Read Nation and Family: Personal Law, Cultural Pluralism, and Gendered Citizenship in India Online
Authors: Narendra Subramanian
Visions of national and group culture influenced the social reform proposals of anticolonial nationalists and postcolonial cultural policies. There was considerable contention over postcolonial social reform amidst the hegemony of nationalist discourse. Conservative nationalists, some of whom were represented in postcolonial regimes, resisted many reform proposals in countries such as Tunisia, Egypt, Pakistan, India, and Indonesia. Such conservatives dominated other postcolonial regimes, such as those of Syria, Lebanon, and Malawi, and these regimes did not attempt major social reforms. The disagreements among nationalists over social reform extended across the colonial and postcolonial periods in many societies, and thus did not derive mainly from attitudes toward colonial state agency. Rather, they were based on alternative understandings of the cultures and desirable courses of the nation and its constituent groups, and on the links of specific nationalist organizations and tendencies with particular social groups.

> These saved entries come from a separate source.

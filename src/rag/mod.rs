//! Retrieval-augmented answering over an indexed documentation corpus.
//!
//! Request path: `ConceptExtractor` -> `CandidateRetriever` -> `RelevanceRanker`
//! -> `ThresholdFilter` -> `AnswerAssembler`, wired together by `AnswerPipeline`.
//! Offline path: `Ingestor` splits and embeds documents into a `ChunkStore`.

pub mod assembler;
pub mod concepts;
pub mod filter;
pub mod ingest;
pub mod pipeline;
pub mod ranker;
pub mod retriever;
pub mod splitter;
pub mod sqlite;
pub mod store;

pub use assembler::{format_learn_more, AnswerAssembler};
pub use concepts::{ConceptExtractor, ConceptSet};
pub use filter::{CitationList, RetrievedContext, ThresholdFilter};
pub use ingest::{IngestReport, Ingestor, SourceDocument};
pub use pipeline::{AnswerInput, AnswerPipeline};
pub use ranker::{RankedCandidate, RelevanceRanker};
pub use retriever::{Candidate, CandidateRetriever};
pub use sqlite::SqliteChunkStore;
pub use store::{Chunk, ChunkMetadata, ChunkStore, QueryMatch, QueryRequest};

Drawing from Chatterjee the understanding that postcolonial cultural politics and policy were often framed in terms of modernity and authenticity, I address the following questions that he did not: Under what conditions did postcolonial states introduce social reforms? What determined the approaches states took to recognize difference and promote culturally inflected forms of modernity? Various public actors developed understandings of the forms of modernity appropriate for particular colonial and postcolonial societies based on precolonial indigenous traditions, colonial knowledge about local society,
forms of ongoing cultural mobilization, and earlier social changes in the modern West. They used such understandings to frame social reforms as based on aspects of local culture, and thus to counter conservative efforts to discredit reform for causing cultural deracination. This study identifies certain understandings of indigenous forms of modernity influential in India and other former colonies, and sketches their influence over personal law.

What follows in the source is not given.